DESCRIPTION OF THE TASK :: Below are some records; return each one exactly.

RECORDED INFORMATION ::
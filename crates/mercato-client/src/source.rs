//! # Source Traits
//!
//! The collaborator contracts between the data layer and the list engine.
//!
//! ## Contract
//! ```text
//! ┌─────────────────────────────────────────────────────────────────────────┐
//! │                   RemoteListSource Contract                             │
//! │                                                                         │
//! │  fetch_page(request)                                                    │
//! │  • 0-based page index, fixed page size                                  │
//! │  • deterministic multi-field sort (stable tiebreak server-side)         │
//! │  • optional substring filter on one text field                          │
//! │  • GUARANTEE: pages for the same parameters never overlap, and          │
//! │    is_last_page is accurate                                             │
//! │                                                                         │
//! │  fetch_all()                                                            │
//! │  • single unpaged call returning the full candidate set                 │
//! │  • used by pickers that filter client-side                              │
//! │                                                                         │
//! │  EntityWriter: conventional create / update / remove; the engine        │
//! │  resyncs page 0 after any success and forwards failures untouched.      │
//! └─────────────────────────────────────────────────────────────────────────┘
//! ```
//!
//! The engine only ever sees these traits; tests drive it with scripted
//! in-memory implementations and production wires in the HTTP sources from
//! [`crate::sources`].

use async_trait::async_trait;

use mercato_core::{FetchResult, PageRequest, PageResponse};

/// One backend paginated endpoint for one entity type.
#[async_trait]
pub trait RemoteListSource: Send + Sync {
    /// Record type this source serves.
    type Item: Send;

    /// Fetches one page under the deterministic paging contract.
    async fn fetch_page(&self, request: &PageRequest) -> FetchResult<PageResponse<Self::Item>>;

    /// Fetches the full, unpaged candidate set.
    async fn fetch_all(&self) -> FetchResult<Vec<Self::Item>>;
}

/// Conventional per-entity write endpoints.
#[async_trait]
pub trait EntityWriter: Send + Sync {
    /// Payload accepted by the create/update endpoints.
    type Draft: Send + Sync;

    /// Creates a new record.
    async fn create(&self, draft: &Self::Draft) -> FetchResult<()>;

    /// Replaces the record with the given id.
    async fn update(&self, id: &str, draft: &Self::Draft) -> FetchResult<()>;

    /// Deletes the record with the given id.
    async fn remove(&self, id: &str) -> FetchResult<()>;
}
//! # Customer Source
//!
//! HTTP operations for the `/customers` endpoint. Customers are listed
//! alphabetically and can be filtered by a name substring.

use async_trait::async_trait;

use mercato_core::{Customer, FetchResult, PageRequest, PageResponse, Sort};

use crate::api::ApiClient;
use crate::source::{EntityWriter, RemoteListSource};
use serde::Serialize;

/// Collection path on the backend.
const PATH: &str = "customers";

/// Query parameter carrying the name-substring filter.
const FILTER_PARAM: &str = "name";

/// Generic message when the server body carries no usable error text.
const FALLBACK: &str = "Could not load customers.";

/// Payload for creating or replacing a customer.
#[derive(Debug, Clone, Serialize)]
#[serde(rename_all = "camelCase")]
pub struct CustomerDraft {
    /// Customer name (required by the backend)
    pub name: String,

    /// Optional phone number
    #[serde(skip_serializing_if = "Option::is_none")]
    pub phone: Option<String>,

    /// Optional email address
    #[serde(skip_serializing_if = "Option::is_none")]
    pub email: Option<String>,
}

/// Source for the customers list.
#[derive(Clone)]
pub struct CustomerSource {
    api: ApiClient,
}

impl CustomerSource {
    /// Creates a source over the shared API client.
    pub fn new(api: ApiClient) -> Self {
        CustomerSource { api }
    }

    /// The deterministic sort the customer list uses: name ascending.
    ///
    /// The backend breaks name ties by id, so page boundaries are stable.
    pub fn default_sort() -> Sort {
        Sort::asc("name")
    }
}

#[async_trait]
impl RemoteListSource for CustomerSource {
    type Item = Customer;

    async fn fetch_page(&self, request: &PageRequest) -> FetchResult<PageResponse<Customer>> {
        self.api
            .get_page(PATH, request, Some(FILTER_PARAM), FALLBACK)
            .await
    }

    async fn fetch_all(&self) -> FetchResult<Vec<Customer>> {
        self.api.get_all(PATH, FALLBACK).await
    }
}

#[async_trait]
impl EntityWriter for CustomerSource {
    type Draft = CustomerDraft;

    async fn create(&self, draft: &CustomerDraft) -> FetchResult<()> {
        self.api.post_json(&[PATH], draft, FALLBACK).await
    }

    async fn update(&self, id: &str, draft: &CustomerDraft) -> FetchResult<()> {
        self.api.put_json(&[PATH, id], draft, FALLBACK).await
    }

    async fn remove(&self, id: &str) -> FetchResult<()> {
        self.api.delete(&[PATH, id], FALLBACK).await
    }
}

#[cfg(test)]
mod tests {
    use super::*;

    #[test]
    fn test_draft_omits_empty_optionals() {
        let draft = CustomerDraft {
            name: "Ana Souza".into(),
            phone: None,
            email: Some("ana@example.com".into()),
        };
        let json = serde_json::to_string(&draft).unwrap();
        assert!(!json.contains("phone"));
        assert!(json.contains("ana@example.com"));
    }

    #[test]
    fn test_default_sort_is_name_asc() {
        assert_eq!(CustomerSource::default_sort().to_param(), "name,asc");
    }
}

EXERCISE RESPONSE ::
filename crates/mercato-client/src/source.rs
//! # Source Traits
//!
//! The collaborator contracts between the data layer and the list engine.
//!
//! ## Contract
//! ```text
//! ┌─────────────────────────────────────────────────────────────────────────┐
//! │                   RemoteListSource Contract                             │
//! │                                                                         │
//! │  fetch_page(request)                                                    │
//! │  • 0-based page index, fixed page size                                  │
//! │  • deterministic multi-field sort (stable tiebreak server-side)         │
//! │  • optional substring filter on one text field                          │
//! │  • GUARANTEE: pages for the same parameters never overlap, and          │
//! │    is_last_page is accurate                                             │
//! │                                                                         │
//! │  fetch_all()                                                            │
//! │  • single unpaged call returning the full candidate set                 │
//! │  • used by pickers that filter client-side                              │
//! │                                                                         │
//! │  EntityWriter: conventional create / update / remove; the engine        │
//! │  resyncs page 0 after any success and forwards failures untouched.      │
//! └─────────────────────────────────────────────────────────────────────────┘
//! ```
//!
//! The engine only ever sees these traits; tests drive it with scripted
//! in-memory implementations and production wires in the HTTP sources from
//! [`crate::sources`].

use async_trait::async_trait;

use mercato_core::{FetchResult, PageRequest, PageResponse};

/// One backend paginated endpoint for one entity type.
#[async_trait]
pub trait RemoteListSource: Send + Sync {
    /// Record type this source serves.
    type Item: Send;

    /// Fetches one page under the deterministic paging contract.
    async fn fetch_page(&self, request: &PageRequest) -> FetchResult<PageResponse<Self::Item>>;

    /// Fetches the full, unpaged candidate set.
    async fn fetch_all(&self) -> FetchResult<Vec<Self::Item>>;
}

/// Conventional per-entity write endpoints.
#[async_trait]
pub trait EntityWriter: Send + Sync {
    /// Payload accepted by the create/update endpoints.
    type Draft: Send + Sync;

    /// Creates a new record.
    async fn create(&self, draft: &Self::Draft) -> FetchResult<()>;

    /// Replaces the record with the given id.
    async fn update(&self, id: &str, draft: &Self::Draft) -> FetchResult<()>;

    /// Deletes the record with the given id.
    async fn remove(&self, id: &str) -> FetchResult<()>;
}
//! # Customer Source
//!
//! HTTP operations for the `/customers` endpoint. Customers are listed
//! alphabetically and can be filtered by a name substring.

use async_trait::async_trait;

use mercato_core::{Customer, FetchResult, PageRequest, PageResponse, Sort};

use crate::api::ApiClient;
use crate::source::{EntityWriter, RemoteListSource};
use serde::Serialize;

/// Collection path on the backend.
const PATH: &str = "customers";

/// Query parameter carrying the name-substring filter.
const FILTER_PARAM: &str = "name";

/// Generic message when the server body carries no usable error text.
const FALLBACK: &str = "Could not load customers.";

/// Payload for creating or replacing a customer.
#[derive(Debug, Clone, Serialize)]
#[serde(rename_all = "camelCase")]
pub struct CustomerDraft {
    /// Customer name (required by the backend)
    pub name: String,

    /// Optional phone number
    #[serde(skip_serializing_if = "Option::is_none")]
    pub phone: Option<String>,

    /// Optional email address
    #[serde(skip_serializing_if = "Option::is_none")]
    pub email: Option<String>,
}

/// Source for the customers list.
#[derive(Clone)]
pub struct CustomerSource {
    api: ApiClient,
}

impl CustomerSource {
    /// Creates a source over the shared API client.
    pub fn new(api: ApiClient) -> Self {
        CustomerSource { api }
    }

    /// The deterministic sort the customer list uses: name ascending.
    ///
    /// The backend breaks name ties by id, so page boundaries are stable.
    pub fn default_sort() -> Sort {
        Sort::asc("name")
    }
}

#[async_trait]
impl RemoteListSource for CustomerSource {
    type Item = Customer;

    async fn fetch_page(&self, request: &PageRequest) -> FetchResult<PageResponse<Customer>> {
        self.api
            .get_page(PATH, request, Some(FILTER_PARAM), FALLBACK)
            .await
    }

    async fn fetch_all(&self) -> FetchResult<Vec<Customer>> {
        self.api.get_all(PATH, FALLBACK).await
    }
}

#[async_trait]
impl EntityWriter for CustomerSource {
    type Draft = CustomerDraft;

    async fn create(&self, draft: &CustomerDraft) -> FetchResult<()> {
        self.api.post_json(&[PATH], draft, FALLBACK).await
    }

    async fn update(&self, id: &str, draft: &CustomerDraft) -> FetchResult<()> {
        self.api.put_json(&[PATH, id], draft, FALLBACK).await
    }

    async fn remove(&self, id: &str) -> FetchResult<()> {
        self.api.delete(&[PATH, id], FALLBACK).await
    }
}

#[cfg(test)]
mod tests {
    use super::*;

    #[test]
    fn test_draft_omits_empty_optionals() {
        let draft = CustomerDraft {
            name: "Ana Souza".into(),
            phone: None,
            email: Some("ana@example.com".into()),
        };
        let json = serde_json::to_string(&draft).unwrap();
        assert!(!json.contains("phone"));
        assert!(json.contains("ana@example.com"));
    }

    #[test]
    fn test_default_sort_is_name_asc() {
        assert_eq!(CustomerSource::default_sort().to_param(), "name,asc");
    }
}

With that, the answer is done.